There is plenty of evidence that this is not the case: a fair number of boxes still remain packed. The lingo in our home for a freshly unpacked carton is “I killed a box”; their murder is cause for celebration as each slaying is a symbol of settling in. Nevertheless, every morning over the past two weeks has provided a fresh game of “Where the heck is that” – whether one is trying to locate clean boxer shorts, an egg whisk or a long departed remote control. Broadband only arrived a few days ago and the aged, sturdy walls of the house prevent strong signals from penetrating throughout, a situation only slowly being remedied with strategically placed WiFi boosters. The connection to the satellite dish in the breakfast nook is dodgy, though its inability to receive Channel 5 could be better thought of as an unintended yet benevolent form of editorial control. Though a forwarding address has been put in place and registration with our new GP has been completed and final bills have been paid and direct debits redirected, it will take a bit of time for all the changes to wash through and finalise. Magazines will go missing. A few circulars of no consequence will be delivered before the advertiser gets the message. Despite these rough edges, a pattern can be discerned: given time, the last remnants of the move will be swept away and summer will largely be spent in the garden and on the lawn, connecting with nature in a way that wasn’t possible back in Bradford.

asparagusNot long after we arrived, my fiancée and I went into the garden: we found that potatoes and asparagus were growing there. The asparagus was particular cause for excitement: it generally takes years for it to yield a crop. A slight unearthing and a poke with a trowel indicated that the potatoes would be ready in a matter of weeks. Last weekend, we had fresh steamed asparagus for dinner. Additionally, we have planted a raspberry bush, carrots, tomatoes, chillies and sweet peppers. Aubergines and courgettes will follow soon. Fresh herbs are in a pot near the front door. Every day as I go outside, I look up and take into account the combination of rain and sun, hoping for the best. Around our home, fields full of rye, peas and rapeseed are being cultivated by our landlord: in two weeks, it’s been possible to discern the crops’ burgeoning. Yet summer seems all too brief a season in which the processes of growth and harvesting will take place. This is despite Cambridgeshire being extraordinarily fertile: it is like one could plant a stone in the ground and it would sprout leaves. But how fecund will it remain? The heat and sunshine of the past week almost seemed too much and digging in the garden became a dry, dusty business and the stale scent of barren earth stuck to my clothes. Only cool soothing rain provided reassurance: when it fell, the lawn exuded the scent of fresh grass, as if the earth itself had exhaled.
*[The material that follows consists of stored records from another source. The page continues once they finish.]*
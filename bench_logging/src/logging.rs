use std::ffi::OsStr;
use std::path::{Path, PathBuf};
use std::sync::OnceLock;

use chrono::{DateTime, FixedOffset, Local};
use tracing::{error, info};
use tracing_subscriber::layer::SubscriberExt;
use tracing_subscriber::util::SubscriberInitExt;
use tracing_subscriber::{EnvFilter, Layer};

use crate::config::{LoggingConfig, LoggingMode};
use crate::constants::{DEFAULT_LOG_FILE_NAME, DEFAULT_LOG_LEVEL_CONSOLE, DEFAULT_LOG_LEVEL_FILE};

/// The main entry point to set up logging.  Should only be called once.
pub fn init_logging(cfg: LoggingConfig) {
    let maybe_log_file: Option<PathBuf> = match &cfg.logging_mode {
        LoggingMode::Directory(log_dir) => Some(log_file_in_dir(log_dir, &cfg.prefix)),
        LoggingMode::File(path_buf) => Some(path_buf.clone()),
        LoggingMode::Console => None,
    };

    // Set up either logging to console or to a log file.
    if let Some(log_file) = maybe_log_file {
        // Attempt logging to a file, but fallback to console logging on error.
        if let Err(e) = init_logging_to_file(&log_file, cfg.use_json) {
            init_logging_to_console(&cfg);
            error!("Error logging to file {log_file:?} ({e}); falling back to console logging.");
        }
    } else {
        init_logging_to_console(&cfg);
    }

    info!(version = %cfg.version, "Logging initialized");
}

fn init_logging_to_console(cfg: &LoggingConfig) {
    // Logs go to stderr so they never mix into the report on stdout.
    let fmt_layer_base = tracing_subscriber::fmt::layer()
        .with_line_number(true)
        .with_file(true)
        .with_target(false)
        .with_writer(std::io::stderr);
    let fmt_filter = EnvFilter::try_from_default_env()
        .or_else(|_| EnvFilter::try_new(DEFAULT_LOG_LEVEL_CONSOLE))
        .unwrap_or_default();

    let registry = tracing_subscriber::registry();
    if cfg.use_json {
        let _ = registry.with(fmt_layer_base.json().with_filter(fmt_filter)).try_init();
    } else {
        let _ = registry.with(fmt_layer_base.pretty().with_filter(fmt_filter)).try_init();
    }
}

fn init_logging_to_file(path: &Path, use_json: bool) -> Result<(), std::io::Error> {
    use tracing_appender::{non_blocking, rolling};

    let (path, file_name) = match path.file_name() {
        Some(name) => (path.to_path_buf(), name.to_owned()),
        None => (path.join(DEFAULT_LOG_FILE_NAME), OsStr::new(DEFAULT_LOG_FILE_NAME).to_owned()),
    };

    let log_directory = match path.parent() {
        Some(parent) => {
            std::fs::create_dir_all(parent)?;
            parent.to_path_buf()
        },
        None => PathBuf::from("."),
    };

    // Make sure the log location is writeable so we error early here and dump to stderr on failure.
    std::fs::OpenOptions::new().create(true).append(true).open(&path)?;

    // `rolling::never` = one static file, no rotation.
    let file_appender = rolling::never(log_directory, file_name);

    let (writer, guard) = non_blocking(file_appender);

    // The guard keeps the background writer alive; dropping it loses buffered messages.
    static FILE_GUARD: OnceLock<tracing_appender::non_blocking::WorkerGuard> = OnceLock::new();
    let _ = FILE_GUARD.set(guard);

    let fmt_layer_base = tracing_subscriber::fmt::layer()
        .with_line_number(true)
        .with_file(true)
        .with_target(false)
        .with_ansi(false)
        .with_writer(writer);
    let fmt_filter = EnvFilter::try_from_default_env()
        .or_else(|_| EnvFilter::try_new(DEFAULT_LOG_LEVEL_FILE))
        .unwrap_or_default();

    let registry = tracing_subscriber::registry();
    if use_json {
        let _ = registry.with(fmt_layer_base.json().with_filter(fmt_filter)).try_init();
    } else {
        let _ = registry.with(fmt_layer_base.pretty().with_filter(fmt_filter)).try_init();
    };

    Ok(())
}

/// Build `<prefix>_<YYYYMMDD>T<HHMMSS><mmm><+/-HHMM>_<pid>.log` in `dir`.
/// Timestamp is in *local time with numeric offset* (e.g., -0700), filename-safe.
pub fn log_file_in_dir(dir: impl AsRef<Path>, prefix: &str) -> PathBuf {
    let now_local: DateTime<Local> = Local::now();
    let now_fixed: DateTime<FixedOffset> = now_local.with_timezone(now_local.offset());

    // ISO 8601 basic, filename-safe (no colons): 20250915T083210123-0700
    let ts = now_fixed.format("%Y%m%dT%H%M%S%3f%z");

    let pid = std::process::id();
    dir.as_ref().join(format!("{prefix}_{ts}_{pid}.log"))
}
Probably thanks to their new proximity to nature, the grumpy cats are less irritable than when we departed Yorkshire. My cat Amelia has wandered around the garden a few times, attending to her little cat errands while patrolling the perimeter. I have seen her hiding underneath a bush, her black and white head tilted left then right. Her yellow-green eyes scanned the grounds as if to reassure herself that all was well. Having done so, she then emerged and delicately trod on the tips of her paws across the lawn.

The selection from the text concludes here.